Aamir Khuller

Meet Aamir Khuller--the designer amplifying the work of Tony Cruise, Tech Yes, and October '71 by Maxwell Young

Photo courtesy of Aamir Khuller’s Instagram.

Photo courtesy of Aamir Khuller’s Instagram.

What is it that compels us to engage with the material (and immaterial) things in our world? “Life’s Goods” as our InTheRough page describes.

The clothes we wear, the music we listen to, the posts we share & like, even the furniture we buy for the dwellings we live in are dictated by behavioral motivations we have as human beings.

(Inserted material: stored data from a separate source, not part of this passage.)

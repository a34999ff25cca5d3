//! Sync data types
//!
//! Defines types for two-way bookmark synchronization including:
//! - Bookmark records with tags, metadata and tombstones
//! - Merge strategies and sync windows
//! - Merge results and remote collection metadata

use std::collections::BTreeMap;

use serde::{Deserialize, Deserializer, Serialize};
use serde_json::{Map, Value};

/// Milliseconds since the Unix epoch
pub type Timestamp = i64;

/// Reserved tag marking a soft-deleted bookmark
pub const DELETED_BOOKMARK_TAG: &str = "._DELETED_";

/// Bookmark collection keyed by absolute URL
pub type BookmarksData = BTreeMap<String, BookmarkRecord>;

/// A single bookmark
#[derive(Debug, Clone, PartialEq, Serialize, Deserialize)]
pub struct BookmarkRecord {
    /// Tags in insertion order
    #[serde(default)]
    pub tags: Vec<String>,
    /// Timestamps, title and arbitrary extra fields
    pub meta: BookmarkMeta,
    /// Present iff `tags` contains [`DELETED_BOOKMARK_TAG`]
    #[serde(rename = "deletedMeta", default, skip_serializing_if = "Option::is_none")]
    pub deleted_meta: Option<DeletedMeta>,
}

impl BookmarkRecord {
    /// Create a new record with both timestamps set to `now`
    pub fn new(tags: Vec<String>, now: Timestamp) -> Self {
        Self {
            tags,
            meta: BookmarkMeta::new(now, now),
            deleted_meta: None,
        }
    }

    /// Whether the record carries the tombstone tag
    pub fn is_deleted(&self) -> bool {
        self.tags.iter().any(|tag| tag == DELETED_BOOKMARK_TAG)
    }

    /// Soft-delete: add the tombstone tag and deletion metadata
    pub fn mark_deleted(&mut self, action_type: DeleteActionType, now: Timestamp) {
        if !self.is_deleted() {
            self.tags.push(DELETED_BOOKMARK_TAG.to_string());
        }
        self.deleted_meta = Some(DeletedMeta {
            deleted: now,
            action_type,
        });
        self.meta.updated2 = Some(now);
    }

    /// Undo a soft-delete
    pub fn restore(&mut self, now: Timestamp) {
        self.tags.retain(|tag| tag != DELETED_BOOKMARK_TAG);
        self.deleted_meta = None;
        self.meta.updated2 = Some(now);
    }

    /// Structural equality ignoring the `updated3` logical clock
    pub fn content_eq(&self, other: &BookmarkRecord) -> bool {
        self.tags == other.tags
            && self.deleted_meta == other.deleted_meta
            && self.meta.content_eq(&other.meta)
    }
}

/// Bookmark metadata
#[derive(Debug, Clone, PartialEq, Serialize, Deserialize)]
pub struct BookmarkMeta {
    #[serde(default, deserialize_with = "lenient_timestamp")]
    pub created: Timestamp,
    #[serde(default, deserialize_with = "lenient_timestamp")]
    pub updated: Timestamp,
    /// Set by tag edits, may be newer than `updated`
    #[serde(
        default,
        skip_serializing_if = "Option::is_none",
        deserialize_with = "lenient_optional_timestamp"
    )]
    pub updated2: Option<Timestamp>,
    /// Logical clock set by merges
    #[serde(
        default,
        skip_serializing_if = "Option::is_none",
        deserialize_with = "lenient_optional_timestamp"
    )]
    pub updated3: Option<Timestamp>,
    #[serde(default, skip_serializing_if = "Option::is_none")]
    pub title: Option<String>,
    /// Fields this server does not interpret
    #[serde(flatten)]
    pub extra: Map<String, Value>,
}

impl BookmarkMeta {
    pub fn new(created: Timestamp, updated: Timestamp) -> Self {
        Self {
            created,
            updated,
            updated2: None,
            updated3: None,
            title: None,
            extra: Map::new(),
        }
    }

    /// Overlay `newer` on top of `self`: shared fields take the newer value,
    /// fields only present here survive
    pub fn overlay(&self, newer: &BookmarkMeta) -> BookmarkMeta {
        let mut extra = self.extra.clone();
        for (key, value) in &newer.extra {
            extra.insert(key.clone(), value.clone());
        }

        BookmarkMeta {
            created: newer.created,
            updated: newer.updated,
            updated2: newer.updated2.or(self.updated2),
            updated3: newer.updated3.or(self.updated3),
            title: newer.title.clone().or_else(|| self.title.clone()),
            extra,
        }
    }

    fn content_eq(&self, other: &BookmarkMeta) -> bool {
        self.created == other.created
            && self.updated == other.updated
            && self.updated2 == other.updated2
            && self.title == other.title
            && self.extra == other.extra
    }
}

/// Deletion metadata attached to a tombstone
#[derive(Debug, Clone, PartialEq, Eq, Serialize, Deserialize)]
pub struct DeletedMeta {
    #[serde(default, deserialize_with = "lenient_timestamp")]
    pub deleted: Timestamp,
    #[serde(rename = "actionType")]
    pub action_type: DeleteActionType,
}

/// What caused a deletion
#[derive(Debug, Clone, Copy, PartialEq, Eq, Serialize, Deserialize)]
#[serde(rename_all = "SCREAMING_SNAKE_CASE")]
pub enum DeleteActionType {
    Delete,
    BatchDelete,
    Import,
    Sync,
    #[serde(other)]
    Unknown,
}

/// How to resolve bookmark metadata
#[derive(Debug, Clone, Copy, Default, PartialEq, Eq, Serialize, Deserialize)]
#[serde(rename_all = "lowercase", from = "Option<String>")]
pub enum MetaStrategy {
    /// Keep the local metadata
    Local,
    /// Keep the remote metadata
    Remote,
    /// Keep the metadata of the most recently updated side
    Newer,
    /// Overlay the newer side on the older one
    #[default]
    Merge,
}

impl MetaStrategy {
    /// Parse a strategy name, falling back to [`MetaStrategy::Merge`]
    pub fn from_name(name: &str) -> Self {
        match name.trim().to_ascii_lowercase().as_str() {
            "local" => Self::Local,
            "remote" => Self::Remote,
            "newer" => Self::Newer,
            _ => Self::Merge,
        }
    }
}

impl From<Option<String>> for MetaStrategy {
    fn from(name: Option<String>) -> Self {
        name.as_deref().map(Self::from_name).unwrap_or_default()
    }
}

/// How to resolve bookmark tags
#[derive(Debug, Clone, Copy, Default, PartialEq, Eq, Serialize, Deserialize)]
#[serde(rename_all = "lowercase", from = "Option<String>")]
pub enum TagStrategy {
    /// Keep the local tags
    Local,
    /// Keep the remote tags
    Remote,
    /// Keep the tags of the most recently updated side
    Newer,
    /// Local tags followed by unseen remote tags
    #[default]
    Union,
}

impl TagStrategy {
    /// Parse a strategy name, falling back to [`TagStrategy::Union`]
    pub fn from_name(name: &str) -> Self {
        match name.trim().to_ascii_lowercase().as_str() {
            "local" => Self::Local,
            "remote" => Self::Remote,
            "newer" => Self::Newer,
            _ => Self::Union,
        }
    }
}

impl From<Option<String>> for TagStrategy {
    fn from(name: Option<String>) -> Self {
        name.as_deref().map(Self::from_name).unwrap_or_default()
    }
}

/// Per-field merge configuration
#[derive(Debug, Clone, PartialEq, Eq, Serialize, Deserialize)]
#[serde(rename_all = "camelCase")]
pub struct MergeStrategy {
    #[serde(default)]
    pub meta: MetaStrategy,
    #[serde(default)]
    pub tags: TagStrategy,
    /// Fallback for records with no valid timestamp at all
    #[serde(default, deserialize_with = "lenient_timestamp")]
    pub default_date: Timestamp,
    #[serde(default = "default_true")]
    pub prefer_oldest_created: bool,
    #[serde(default = "default_true")]
    pub prefer_newest_updated: bool,
}

impl Default for MergeStrategy {
    fn default() -> Self {
        Self {
            meta: MetaStrategy::default(),
            tags: TagStrategy::default(),
            default_date: 0,
            prefer_oldest_created: true,
            prefer_newest_updated: true,
        }
    }
}

fn default_true() -> bool {
    true
}

/// The sync window a merge runs in
#[derive(Debug, Clone, Copy, PartialEq, Eq, Serialize, Deserialize)]
#[serde(rename_all = "camelCase")]
pub struct SyncOption {
    pub current_sync_time: Timestamp,
    pub last_sync_time: Timestamp,
}

/// Deltas and converged snapshots produced by a merge
#[derive(Debug, Clone, Default, PartialEq, Serialize, Deserialize)]
#[serde(rename_all = "camelCase")]
pub struct MergeResult {
    pub updates_for_local: BookmarksData,
    pub updates_for_remote: BookmarksData,
    pub local_deletions: Vec<String>,
    pub remote_deletions: Vec<String>,
    pub final_local_data: BookmarksData,
    pub final_remote_data: BookmarksData,
}

impl MergeResult {
    /// Whether applying this result changes the local replica
    pub fn local_changed(&self) -> bool {
        !self.updates_for_local.is_empty() || !self.local_deletions.is_empty()
    }

    /// Whether applying this result changes the remote replica
    pub fn remote_changed(&self) -> bool {
        !self.updates_for_remote.is_empty() || !self.remote_deletions.is_empty()
    }
}

/// Version stamp of a stored remote collection
#[derive(Debug, Clone, Copy, PartialEq, Eq, Serialize, Deserialize)]
#[serde(rename_all = "camelCase")]
pub struct RemoteMeta {
    pub version: u64,
    pub updated_at: Timestamp,
}

/// A downloaded remote collection
#[derive(Debug, Clone, Default, PartialEq, Serialize, Deserialize)]
pub struct RemoteSnapshot {
    pub data: BookmarksData,
    #[serde(skip_serializing_if = "Option::is_none")]
    pub meta: Option<RemoteMeta>,
}

/// Outcome of one sync cycle
#[derive(Debug, Clone, PartialEq, Eq, Serialize, Deserialize)]
#[serde(rename_all = "camelCase")]
pub struct SyncReport {
    pub target: String,
    pub sync_time: Timestamp,
    pub local_updates: usize,
    pub local_deletions: usize,
    pub remote_updates: usize,
    pub remote_deletions: usize,
    /// `None` when nothing needed uploading
    #[serde(skip_serializing_if = "Option::is_none")]
    pub remote_meta: Option<RemoteMeta>,
}

/// Sync status for a target
#[derive(Debug, Clone, Default, PartialEq, Eq, Serialize, Deserialize)]
#[serde(rename_all = "camelCase")]
pub struct SyncStatus {
    pub target: String,
    /// Last successful sync timestamp
    #[serde(skip_serializing_if = "Option::is_none")]
    pub last_sync: Option<Timestamp>,
    /// Report of the last successful sync
    #[serde(skip_serializing_if = "Option::is_none")]
    pub last_report: Option<SyncReport>,
    /// Whether sync is in progress
    pub in_progress: bool,
}

/// Read a timestamp, mapping anything that is not a number to `0` (invalid)
fn lenient_timestamp<'de, D>(deserializer: D) -> Result<Timestamp, D::Error>
where
    D: Deserializer<'de>,
{
    let value = Value::deserialize(deserializer)?;
    Ok(timestamp_from_value(&value))
}

fn lenient_optional_timestamp<'de, D>(deserializer: D) -> Result<Option<Timestamp>, D::Error>
where
    D: Deserializer<'de>,
{
    let value = Value::deserialize(deserializer)?;
    Ok(match value {
        Value::Null => None,
        other => Some(timestamp_from_value(&other)),
    })
}

fn timestamp_from_value(value: &Value) -> Timestamp {
    match value {
        Value::Number(n) => n
            .as_i64()
            .or_else(|| n.as_f64().filter(|f| f.is_finite()).map(|f| f.trunc() as i64))
            .unwrap_or(0),
        _ => 0,
    }
}

#[cfg(test)]
mod tests {
    use super::*;

    #[test]
    fn test_record_deserialization_keeps_extra_fields() {
        let json = serde_json::json!({
            "tags": ["rust", "sync"],
            "meta": {
                "created": 1_700_000_000_000_i64,
                "updated": 1_700_000_100_000_i64,
                "title": "Example",
                "favicon": "https://example.com/favicon.ico"
            }
        });

        let record: BookmarkRecord = serde_json::from_value(json).unwrap();
        assert_eq!(record.tags, vec!["rust", "sync"]);
        assert_eq!(record.meta.title.as_deref(), Some("Example"));
        assert_eq!(
            record.meta.extra.get("favicon"),
            Some(&Value::from("https://example.com/favicon.ico"))
        );
        assert!(record.deleted_meta.is_none());

        let back = serde_json::to_value(&record).unwrap();
        assert_eq!(back["meta"]["favicon"], "https://example.com/favicon.ico");
        assert!(back.get("deletedMeta").is_none());
        assert!(back["meta"].get("updated3").is_none());
    }

    #[test]
    fn test_invalid_timestamps_read_as_zero() {
        let json = serde_json::json!({
            "tags": [],
            "meta": { "created": "yesterday", "updated": null, "updated2": 12.9 }
        });

        let record: BookmarkRecord = serde_json::from_value(json).unwrap();
        assert_eq!(record.meta.created, 0);
        assert_eq!(record.meta.updated, 0);
        assert_eq!(record.meta.updated2, Some(12));
        assert_eq!(record.meta.updated3, None);
    }

    #[test]
    fn test_strategy_falls_back_on_unknown_values() {
        let strategy: MergeStrategy =
            serde_json::from_value(serde_json::json!({ "meta": "", "tags": "bogus" })).unwrap();
        assert_eq!(strategy.meta, MetaStrategy::Merge);
        assert_eq!(strategy.tags, TagStrategy::Union);
        assert!(strategy.prefer_oldest_created);
        assert!(strategy.prefer_newest_updated);

        let strategy: MergeStrategy = serde_json::from_value(serde_json::json!({
            "meta": "newer",
            "tags": "REMOTE",
            "defaultDate": 42,
            "preferOldestCreated": false
        }))
        .unwrap();
        assert_eq!(strategy.meta, MetaStrategy::Newer);
        assert_eq!(strategy.tags, TagStrategy::Remote);
        assert_eq!(strategy.default_date, 42);
        assert!(!strategy.prefer_oldest_created);
    }

    #[test]
    fn test_mark_deleted_and_restore() {
        let mut record = BookmarkRecord::new(vec!["news".to_string()], 100);

        record.mark_deleted(DeleteActionType::Delete, 200);
        assert!(record.is_deleted());
        assert_eq!(record.tags, vec!["news", DELETED_BOOKMARK_TAG]);
        assert_eq!(record.deleted_meta.as_ref().unwrap().deleted, 200);
        assert_eq!(record.meta.updated2, Some(200));

        // Deleting twice does not duplicate the tag
        record.mark_deleted(DeleteActionType::Sync, 300);
        assert_eq!(record.tags.len(), 2);

        record.restore(400);
        assert!(!record.is_deleted());
        assert!(record.deleted_meta.is_none());
        assert_eq!(record.tags, vec!["news"]);
    }

    #[test]
    fn test_content_eq_ignores_logical_clock() {
        let a = BookmarkRecord::new(vec!["a".to_string()], 100);
        let mut b = a.clone();
        b.meta.updated3 = Some(500);
        assert!(a.content_eq(&b));

        b.meta.title = Some("changed".to_string());
        assert!(!a.content_eq(&b));
    }

    #[test]
    fn test_unknown_action_type() {
        let meta: DeletedMeta =
            serde_json::from_value(serde_json::json!({ "deleted": 5, "actionType": "MERGE" }))
                .unwrap();
        assert_eq!(meta.action_type, DeleteActionType::Unknown);

        let meta: DeletedMeta = serde_json::from_value(
            serde_json::json!({ "deleted": 5, "actionType": "BATCH_DELETE" }),
        )
        .unwrap();
        assert_eq!(meta.action_type, DeleteActionType::BatchDelete);
    }
}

In 1943, psychologist Abraham Maslow developed a hierarchy of needs, outlining behavior through prisms of physiology, safety, love/belonging, esteem, and self actualization. We are motivated by primal instincts, yes—the need for food, shelter, and copulation are first in the natural order of things—while other motivations like security and value become more extrinsic, rooted in reward-based systems. The importance of your financial wellbeing or the desire for a luxury vehicle versus ‘I just need a car that runs’ are examples that come to mind. Such needs are satisfied by design; the manner in which we facilitate our consumption, protection, procreation, construction/destruction, and other societal frameworks.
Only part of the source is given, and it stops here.